Corporate practice of medicine seen as ancient approach

Article

The Illinois Supreme Court recently confirmed that the corporate practice of medicine doctrine is still alive and well in the state of Illinois. In Vine Street Clinic, et al. v. HealthLink Inc., the court concluded that percentage-based fees charged by the owner of a healthcare provider network were illegal under the state's medical practices act.

The prohibition of the corporate practice of medicine began in the early 1900s. It was viewed as an ethical restriction on the types of relationships in which physicians could engage.

The concern was that business interests would too heavily influence the practice of medicine, and thereby inappropriately affect medical judgment, patient treatment and outcomes.

Primarily a law based on case law precedent, this doctrine prohibits lay corporations from engaging in the practice of medicine through physician-employees or sharing in the profits of physician practices by contract.

While the courts have found some support for their rulings in state medical practice acts (which were often a stretch), the doctrine is largely based on the courts' public policy concerns. Of the various rationales articulated by the courts, the most common reason was the belief that physicians should avoid any influence over the exercise of their professional judgment. In other words, diagnosis and treatment of patients should be based on medical judgment and not be affected by outside business objectives.

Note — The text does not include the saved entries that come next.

//! Source with a predetermined secret word

use super::WordSource;

/// Always hands out the same secret word
///
/// The secret itself is always accepted as a guess; everything else is
/// validated by `inner`.
#[derive(Debug, Clone)]
pub struct FixedWord<S> {
    word: String,
    inner: S,
}

impl<S: WordSource> FixedWord<S> {
    pub fn new(word: impl Into<String>, inner: S) -> Self {
        Self {
            word: word.into(),
            inner,
        }
    }

    #[must_use]
    pub fn word(&self) -> &str {
        &self.word
    }
}

impl<S: WordSource> WordSource for FixedWord<S> {
    fn get_word(&self) -> String {
        self.word.clone()
    }

    fn is_word(&self, candidate: &str) -> bool {
        candidate == self.word || self.inner.is_word(candidate)
    }
}
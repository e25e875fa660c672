//! Command implementations

pub mod play;
pub mod score;

pub use play::{play_game, run_play};
pub use score::score_guess;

The Illinois case involved a class action brought by providers that participated in a PPO network against the proprietor of the network. The plaintiffs sought to strike down a relatively common PPO practice: (1) providers would provide services to insured persons and send their claims to the network for repricing before payment by the insurer, and (2) the network would deduct its administrative fee, which was a percentage of the providers' charges, from the amount ultimately paid to the providers. This arrangement was agreed to up front by the providers pursuant to their participation agreements.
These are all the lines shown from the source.